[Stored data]
********************

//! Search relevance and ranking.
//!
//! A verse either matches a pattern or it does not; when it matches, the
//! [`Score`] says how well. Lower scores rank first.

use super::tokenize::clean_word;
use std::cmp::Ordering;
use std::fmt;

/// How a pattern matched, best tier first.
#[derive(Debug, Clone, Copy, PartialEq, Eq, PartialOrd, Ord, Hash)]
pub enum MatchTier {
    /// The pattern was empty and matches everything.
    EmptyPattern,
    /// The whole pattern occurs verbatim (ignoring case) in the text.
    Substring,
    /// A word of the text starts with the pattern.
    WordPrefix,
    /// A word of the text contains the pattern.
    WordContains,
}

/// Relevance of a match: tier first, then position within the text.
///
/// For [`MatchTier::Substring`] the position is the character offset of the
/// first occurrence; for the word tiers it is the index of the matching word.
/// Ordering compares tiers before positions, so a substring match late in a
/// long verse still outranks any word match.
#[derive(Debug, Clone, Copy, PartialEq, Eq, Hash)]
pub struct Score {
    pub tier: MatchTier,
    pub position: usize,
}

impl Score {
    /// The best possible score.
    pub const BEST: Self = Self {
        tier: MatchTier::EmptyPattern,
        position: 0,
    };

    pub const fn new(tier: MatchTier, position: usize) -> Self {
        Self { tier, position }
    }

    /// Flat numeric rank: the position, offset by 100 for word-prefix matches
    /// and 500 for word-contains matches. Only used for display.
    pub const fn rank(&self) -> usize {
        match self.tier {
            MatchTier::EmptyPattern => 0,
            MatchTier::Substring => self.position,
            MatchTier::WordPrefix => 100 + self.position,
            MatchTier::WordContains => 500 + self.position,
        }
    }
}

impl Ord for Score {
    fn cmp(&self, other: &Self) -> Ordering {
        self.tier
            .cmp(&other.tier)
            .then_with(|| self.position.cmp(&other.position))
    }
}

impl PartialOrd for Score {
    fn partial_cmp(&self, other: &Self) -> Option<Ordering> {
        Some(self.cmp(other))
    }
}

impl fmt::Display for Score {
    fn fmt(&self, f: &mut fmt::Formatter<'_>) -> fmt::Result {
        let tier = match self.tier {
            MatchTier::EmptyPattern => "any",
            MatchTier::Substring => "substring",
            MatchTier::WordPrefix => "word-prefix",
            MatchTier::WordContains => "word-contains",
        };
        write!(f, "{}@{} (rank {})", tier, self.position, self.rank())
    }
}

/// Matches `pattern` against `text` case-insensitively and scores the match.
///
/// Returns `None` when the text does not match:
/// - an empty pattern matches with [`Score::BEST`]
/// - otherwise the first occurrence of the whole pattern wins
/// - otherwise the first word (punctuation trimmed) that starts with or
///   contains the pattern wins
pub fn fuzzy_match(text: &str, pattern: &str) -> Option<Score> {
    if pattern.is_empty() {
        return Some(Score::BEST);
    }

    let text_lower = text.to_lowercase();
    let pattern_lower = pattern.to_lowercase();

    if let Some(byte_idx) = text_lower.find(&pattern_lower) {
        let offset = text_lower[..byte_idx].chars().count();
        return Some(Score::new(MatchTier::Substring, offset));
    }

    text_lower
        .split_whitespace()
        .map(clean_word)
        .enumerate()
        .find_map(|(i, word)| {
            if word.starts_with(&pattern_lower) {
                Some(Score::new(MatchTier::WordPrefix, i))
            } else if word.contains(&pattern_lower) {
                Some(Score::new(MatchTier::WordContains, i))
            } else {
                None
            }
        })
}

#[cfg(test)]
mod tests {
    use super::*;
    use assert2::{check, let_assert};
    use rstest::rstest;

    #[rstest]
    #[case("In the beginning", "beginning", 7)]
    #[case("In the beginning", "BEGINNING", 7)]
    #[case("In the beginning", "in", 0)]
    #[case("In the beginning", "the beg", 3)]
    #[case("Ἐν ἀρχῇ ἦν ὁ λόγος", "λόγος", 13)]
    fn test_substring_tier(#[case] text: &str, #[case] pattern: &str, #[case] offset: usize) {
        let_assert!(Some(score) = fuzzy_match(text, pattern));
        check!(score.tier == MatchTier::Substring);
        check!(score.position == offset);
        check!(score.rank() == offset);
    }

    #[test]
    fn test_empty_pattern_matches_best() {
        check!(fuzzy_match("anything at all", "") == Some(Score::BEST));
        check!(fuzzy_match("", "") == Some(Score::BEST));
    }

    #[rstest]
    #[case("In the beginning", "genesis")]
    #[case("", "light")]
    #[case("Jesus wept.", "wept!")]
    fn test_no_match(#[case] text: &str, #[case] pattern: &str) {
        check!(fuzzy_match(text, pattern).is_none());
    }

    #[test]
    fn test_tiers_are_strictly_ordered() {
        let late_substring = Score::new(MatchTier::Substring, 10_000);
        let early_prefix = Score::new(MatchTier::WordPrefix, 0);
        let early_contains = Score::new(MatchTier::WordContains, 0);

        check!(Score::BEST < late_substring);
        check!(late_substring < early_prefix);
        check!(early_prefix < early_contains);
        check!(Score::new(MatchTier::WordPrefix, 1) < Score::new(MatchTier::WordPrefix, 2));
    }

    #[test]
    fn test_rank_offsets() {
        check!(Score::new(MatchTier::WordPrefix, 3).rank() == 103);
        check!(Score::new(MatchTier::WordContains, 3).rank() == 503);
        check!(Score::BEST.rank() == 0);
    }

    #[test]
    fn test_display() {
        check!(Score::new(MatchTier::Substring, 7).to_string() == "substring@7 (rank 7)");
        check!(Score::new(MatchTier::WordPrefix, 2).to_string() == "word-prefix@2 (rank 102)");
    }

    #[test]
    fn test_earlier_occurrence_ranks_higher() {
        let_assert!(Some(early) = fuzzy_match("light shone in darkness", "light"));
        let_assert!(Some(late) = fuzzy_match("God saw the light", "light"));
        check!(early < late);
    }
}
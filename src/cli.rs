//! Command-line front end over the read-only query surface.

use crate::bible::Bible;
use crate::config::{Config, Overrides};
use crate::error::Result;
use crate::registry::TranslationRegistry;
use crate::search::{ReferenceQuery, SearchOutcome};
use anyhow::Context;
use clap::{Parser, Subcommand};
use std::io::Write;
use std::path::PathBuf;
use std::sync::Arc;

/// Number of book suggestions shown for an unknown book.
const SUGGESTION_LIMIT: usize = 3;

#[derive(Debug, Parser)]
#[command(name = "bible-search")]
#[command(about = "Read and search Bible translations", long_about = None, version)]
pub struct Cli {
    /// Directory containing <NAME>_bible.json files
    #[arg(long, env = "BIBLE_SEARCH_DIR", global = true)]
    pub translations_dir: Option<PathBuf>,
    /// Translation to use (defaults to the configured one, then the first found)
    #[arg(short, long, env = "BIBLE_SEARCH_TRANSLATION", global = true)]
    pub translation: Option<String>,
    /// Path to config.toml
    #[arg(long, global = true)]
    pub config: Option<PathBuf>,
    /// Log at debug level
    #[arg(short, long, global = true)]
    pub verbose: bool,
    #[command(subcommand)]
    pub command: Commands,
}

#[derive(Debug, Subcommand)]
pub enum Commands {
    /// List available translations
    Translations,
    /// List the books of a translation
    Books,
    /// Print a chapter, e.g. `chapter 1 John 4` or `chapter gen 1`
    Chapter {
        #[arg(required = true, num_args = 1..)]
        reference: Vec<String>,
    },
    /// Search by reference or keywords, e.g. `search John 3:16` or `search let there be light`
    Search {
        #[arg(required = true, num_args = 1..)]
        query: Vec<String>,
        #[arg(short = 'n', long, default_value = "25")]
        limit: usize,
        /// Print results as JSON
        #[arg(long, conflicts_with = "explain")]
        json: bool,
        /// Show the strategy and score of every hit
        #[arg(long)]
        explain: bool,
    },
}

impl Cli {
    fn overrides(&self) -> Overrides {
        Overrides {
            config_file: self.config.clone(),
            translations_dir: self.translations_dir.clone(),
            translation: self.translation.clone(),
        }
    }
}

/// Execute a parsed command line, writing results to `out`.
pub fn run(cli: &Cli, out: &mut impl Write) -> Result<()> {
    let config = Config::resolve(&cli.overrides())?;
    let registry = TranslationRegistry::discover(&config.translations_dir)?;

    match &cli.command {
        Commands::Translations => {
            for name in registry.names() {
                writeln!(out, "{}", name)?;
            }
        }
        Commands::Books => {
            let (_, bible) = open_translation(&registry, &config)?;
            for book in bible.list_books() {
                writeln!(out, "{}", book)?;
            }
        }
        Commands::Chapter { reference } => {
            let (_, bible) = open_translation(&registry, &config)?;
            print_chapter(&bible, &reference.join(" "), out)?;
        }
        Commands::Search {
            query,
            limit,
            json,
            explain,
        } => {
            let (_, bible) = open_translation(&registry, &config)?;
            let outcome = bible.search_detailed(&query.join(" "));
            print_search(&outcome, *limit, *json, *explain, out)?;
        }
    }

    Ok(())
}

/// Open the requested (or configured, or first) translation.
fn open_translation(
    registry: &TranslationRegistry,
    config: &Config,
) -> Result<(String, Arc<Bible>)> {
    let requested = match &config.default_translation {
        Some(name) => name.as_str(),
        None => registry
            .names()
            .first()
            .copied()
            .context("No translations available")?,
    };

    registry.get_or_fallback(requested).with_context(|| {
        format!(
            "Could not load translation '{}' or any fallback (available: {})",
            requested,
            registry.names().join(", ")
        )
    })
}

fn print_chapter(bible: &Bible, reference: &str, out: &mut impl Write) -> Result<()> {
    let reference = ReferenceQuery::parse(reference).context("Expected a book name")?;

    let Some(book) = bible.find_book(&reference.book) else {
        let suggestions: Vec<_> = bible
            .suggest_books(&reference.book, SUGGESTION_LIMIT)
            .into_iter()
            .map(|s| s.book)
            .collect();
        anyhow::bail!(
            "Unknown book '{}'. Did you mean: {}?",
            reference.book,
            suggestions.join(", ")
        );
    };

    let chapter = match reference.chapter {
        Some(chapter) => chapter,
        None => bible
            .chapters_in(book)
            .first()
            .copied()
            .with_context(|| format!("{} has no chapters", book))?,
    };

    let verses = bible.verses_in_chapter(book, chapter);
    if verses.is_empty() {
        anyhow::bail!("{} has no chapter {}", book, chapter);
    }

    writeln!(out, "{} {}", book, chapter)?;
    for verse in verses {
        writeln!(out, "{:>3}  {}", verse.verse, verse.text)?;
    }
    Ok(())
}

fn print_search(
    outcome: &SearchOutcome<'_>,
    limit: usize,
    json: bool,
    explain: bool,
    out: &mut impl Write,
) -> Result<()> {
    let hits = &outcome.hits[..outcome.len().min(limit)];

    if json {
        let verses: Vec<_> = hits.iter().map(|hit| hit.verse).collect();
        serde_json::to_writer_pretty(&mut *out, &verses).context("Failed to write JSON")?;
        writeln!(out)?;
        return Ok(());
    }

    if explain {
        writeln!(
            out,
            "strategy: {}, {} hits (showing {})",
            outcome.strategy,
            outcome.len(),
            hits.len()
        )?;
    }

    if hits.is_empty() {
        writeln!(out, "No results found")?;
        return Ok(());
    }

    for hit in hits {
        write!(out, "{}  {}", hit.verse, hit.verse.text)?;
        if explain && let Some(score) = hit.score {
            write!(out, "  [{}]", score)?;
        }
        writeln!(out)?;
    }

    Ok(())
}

********************

• Task brief
The required output is the exact run of lines from the beginning of the records to the line with "offset of the", that line included.

• Solved problem
//! Search relevance and ranking.
//!
//! A verse either matches a pattern or it does not; when it matches, the
//! [`Score`] says how well. Lower scores rank first.

use super::tokenize::clean_word;
use std::cmp::Ordering;
use std::fmt;

/// How a pattern matched, best tier first.
#[derive(Debug, Clone, Copy, PartialEq, Eq, PartialOrd, Ord, Hash)]
pub enum MatchTier {
    /// The pattern was empty and matches everything.
    EmptyPattern,
    /// The whole pattern occurs verbatim (ignoring case) in the text.
    Substring,
    /// A word of the text starts with the pattern.
    WordPrefix,
    /// A word of the text contains the pattern.
    WordContains,
}

/// Relevance of a match: tier first, then position within the text.
///
/// For [`MatchTier::Substring`] the position is the character offset of the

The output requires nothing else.